Le CDC estime que la fumée des autres est responsable de 35 000 décès par maladies cardiaques aux États-Unis chaque année. Le Dr Pechacek a déclaré au Washington Post que cette évaluation allait probablement être révisée à la hausse.

À la mi-mars, le maire de New York, Michael Bloomberg, s’est prêté à une entrevue de la journaliste Stephanie Gaskell, attachée à l’Hôtel de ville pour le New York Post, concernant l’avant-gardiste règlement antitabac.

En voici des extraits :

Q : Comment se porte New York, une année après l’adoption du règlement municipal en faveur des lieux sans fumée?

R : À part un air plus propre, des serveurs et des barmans plus en santé, un secteur de l’hospitalité (NDLR : terme désignant l’hôtellerie, la restauration et les bars) qui prend de l’expansion, New York demeure la même ville financière et culturelle très active.

Q : Est-ce que le règlement fonctionne bien?

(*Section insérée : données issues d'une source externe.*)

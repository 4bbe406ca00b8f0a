use s1ard::io::marker::MarkerStore;
use s1ard::types::ArdError;
use tempfile::TempDir;

#[test]
fn test_markers_are_listed_per_unit() {
    let dir = TempDir::new().unwrap();
    let processing = dir.path().join("processing");
    for date in ["20200103", "20200115"] {
        let unit = processing.join("117").join(date);
        std::fs::create_dir_all(&unit).unwrap();
        let dim = unit.join(format!("{}.BS.dim", date));
        std::fs::write(&dim, b"dim").unwrap();
        MarkerStore::mark_complete(&unit, None, &[dim]).unwrap();
    }
    let ts = processing.join("117").join("Timeseries");
    std::fs::create_dir_all(&ts).unwrap();
    let layer = ts.join("1.20200103.BS.VV.tif");
    std::fs::write(&layer, b"tif").unwrap();
    MarkerStore::mark_complete(&ts, Some("BS.VV"), &[layer]).unwrap();

    let markers = MarkerStore::list_markers(&processing);
    println!("Markers: {:?}", markers);
    assert_eq!(markers.len(), 3);
    assert!(markers.contains(&ts.join(".BS.VV.processed")));
    assert!(MarkerStore::is_complete(&ts, Some("BS.VV")));
    assert!(!MarkerStore::is_complete(&ts, Some("BS.VH")));
    assert!(!MarkerStore::is_complete(&ts, None));
}

#[test]
fn test_empty_data_directory_is_not_complete() {
    let dir = TempDir::new().unwrap();
    let data = dir.path().join("20200103.BS.data");
    std::fs::create_dir_all(&data).unwrap();

    match MarkerStore::mark_complete(dir.path(), None, &[data.clone()]) {
        Err(ArdError::ArtifactValidation { path, reason }) => {
            assert_eq!(path, data);
            assert_eq!(reason, "empty directory");
        }
        other => panic!("Expected ArtifactValidation, got {:?}", other),
    }
    assert!(!MarkerStore::is_complete(dir.path(), None));
}

#[test]
fn test_marker_replaces_atomically() {
    let dir = TempDir::new().unwrap();
    let marker = MarkerStore::marker_path(dir.path(), None);
    std::fs::write(&marker, b"stale").unwrap();
    MarkerStore::write_marker(&marker, "passed all tests").unwrap();

    assert_eq!(std::fs::read_to_string(&marker).unwrap(), "passed all tests\n");
    // No temporary files left behind
    let entries: Vec<_> = std::fs::read_dir(dir.path()).unwrap().collect();
    assert_eq!(entries.len(), 1);
}
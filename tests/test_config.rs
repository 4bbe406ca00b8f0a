mod common;

use common::init_logging;
use s1ard::config::{preset_to_parameters, ArdPreset, LegacySchema, OutputDataType, ProjectConfig, HIGH_LATITUDE_DEM};
use s1ard::core::batch::BatchContext;
use s1ard::core::retry::{Backoff, RetryPolicy};
use s1ard::types::{ArdError, ProductKind};
use serde_json::{json, Value};
use std::collections::BTreeMap;
use tempfile::TempDir;

#[test]
fn test_project_config_file_round_trip() {
    init_logging();
    let dir = TempDir::new().unwrap();
    let mut config = ProjectConfig::new(dir.path().join("project"));
    config.download_concurrency = 8;
    config.unit_retry = RetryPolicy::new(3, Backoff::Fixed { millis: 500 });
    config.aoi_center_lat = Some(47.1);

    let path = dir.path().join("project.json");
    config.to_file(&path).unwrap();
    let loaded = ProjectConfig::from_file(&path).unwrap();
    assert_eq!(loaded, config);
}

#[test]
fn test_missing_budgets_take_defaults() {
    let dir = TempDir::new().unwrap();
    let path = dir.path().join("project.json");
    let minimal = json!({
        "project_dir": "/data/project",
        "download_dir": "/data/project/download",
        "inventory_dir": "/data/project/inventory",
        "processing_dir": "/data/project/processing",
        "temp_dir": "/tmp/project"
    });
    std::fs::write(&path, minimal.to_string()).unwrap();

    let config = ProjectConfig::from_file(&path).unwrap();
    assert_eq!(config.max_passes, 5);
    assert_eq!(config.download_attempts, 10);
    assert_eq!(config.data_mount, None);
}

#[test]
fn test_invalid_file_is_rejected() {
    let dir = TempDir::new().unwrap();
    let mut config = ProjectConfig::new(dir.path());
    config.max_passes = 0;
    let path = dir.path().join("project.json");
    config.to_file(&path).unwrap();
    assert!(matches!(ProjectConfig::from_file(&path), Err(ArdError::InvalidConfiguration(_))));

    std::fs::write(&path, "{ not json").unwrap();
    assert!(matches!(ProjectConfig::from_file(&path), Err(ArdError::Json(_))));
}

#[test]
fn test_both_schemas_yield_the_same_record() {
    let grd: BTreeMap<String, Value> = serde_json::from_value(json!({
        "type": "CEOS",
        "create_ls_mask": true,
        "dtype_output": "uint16",
        "remove_outliers": true
    }))
    .unwrap();
    let burst: BTreeMap<String, Value> = serde_json::from_value(json!({
        "type": "CEOS",
        "ls_mask_create": true,
        "datatype": "uint16",
        "outlier_removal": true
    }))
    .unwrap();

    let from_grd = LegacySchema::GrdBatch.parse(&grd).unwrap();
    let from_burst = LegacySchema::BurstBatch.parse(&burst).unwrap();
    assert_eq!(from_grd, from_burst);
    assert_eq!(from_grd.preset, ArdPreset::Ceos);
    assert_eq!(from_grd.data_type, OutputDataType::UInt16);
}

#[test]
fn test_unknown_key_is_rejected() {
    let bag: BTreeMap<String, Value> = serde_json::from_value(json!({ "to_dB": true })).unwrap();
    assert!(matches!(LegacySchema::GrdBatch.parse(&bag), Err(ArdError::InvalidConfiguration(_))));
}

#[test]
fn test_timeseries_db_conversion_is_never_doubled() {
    let ee = preset_to_parameters(ArdPreset::EarthEngine);
    assert!(ee.to_db);
    assert!(!ee.effective_to_db_mt());
    assert!(ee.timeseries_in_db());

    let mut ost = preset_to_parameters(ArdPreset::Ost);
    assert!(ost.effective_to_db_mt());
    ost.to_db = true;
    assert!(!ost.effective_to_db_mt());
}

#[test]
fn test_context_switches_dem_for_polar_aoi() {
    init_logging();
    let dir = TempDir::new().unwrap();
    let mut config = ProjectConfig::new(dir.path());
    config.aoi_center_lat = Some(69.6);

    let context = BatchContext::with_defaults(config, preset_to_parameters(ArdPreset::Ost), ProductKind::Grd, "/graphs")
        .unwrap();
    assert_eq!(context.params.dem, HIGH_LATITUDE_DEM);
}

R : Absolument. La protection des employés s’est accrue. Les bars et les restaurants sont maintenant sans fumée. Le respect fut observé automatiquement. Nous avons des inspecteurs qui mènent des vérifications au hasard et répondent aux plaintes, mais la population respecte le règlement.

Q : Les gens ne rouspètent-ils pas?

R : Les adversaires du règlement pensaient que le ciel allait leur tomber sur la tête, mais les fumeurs s’y plient. Aussi, les sondages indiquent qu’une vaste majorité de la population l’appuie et mange plus souvent au restaurant qu’avant, grâce à l’interdiction. Des personnes semblent ennuyées, je comprends cela. Mais nous avons dû accorder priorité à des considérations sanitaires et aux droits des non-fumeurs, qui sont nettement majoritaires.

Q : Les gens sont-ils en meilleure santé?

R : C’est évident. Les employés de restaurant ne sont plus exposés à la fumée cancérigène de cigarette et les New-yorkais profitent d’un air plus sain lorsqu’ils vont boire et manger dans les endroits publics.

Q : Comment réagissez-vous face aux attroupements de fumeurs sur les trottoirs?

R : Il y a eu une période d’ajustement au début, mais cela semble aller beaucoup mieux aujourd’hui. Remarquez qu’il y a toujours des plaintes contre des clients aux portes des bars, pour du bruit ou autres choses, alors il n’y a rien de nouveau. Ceci étant dit, seulement une plainte à propos du bruit sur 500 concerne les bars.

Q : Les restaurants et les bars vont-ils bien?

R : L’emploi dans les bars et les restaurants s’est accru de 8 %. Ainsi, le domaine de l’hospitalité a pris une expansion notable depuis l’an dernier. Cela ne signifie pas que tous les bars vont bien, mais dans l’ensemble le domaine se porte bien et poursuivra dans cette voie. En passant, vous seriez surprise du nombre de propriétaires de bars et de restaurants qui m’ont dit que leur entreprise était plus florissante.

Q : Que répondez-vous à ceux qui disent que la ville est devenue ennuyante, comme une banlieue?

R : New York est le centre du monde, et les gens y viennent de partout. D’autres États, villes et juridictions ont adopté des lois similaires. Cela s’avère la voie de l’avenir. Alors, je ne m’inquiète pas des retombées négatives, ni financières, ni touristiques. Notre vie nocturne, qui a toujours été réputée, prend de l’ampleur. Il semble qu’un nouveau bar ou club ouvre à chaque semaine, s’il faut en croire le New York Post.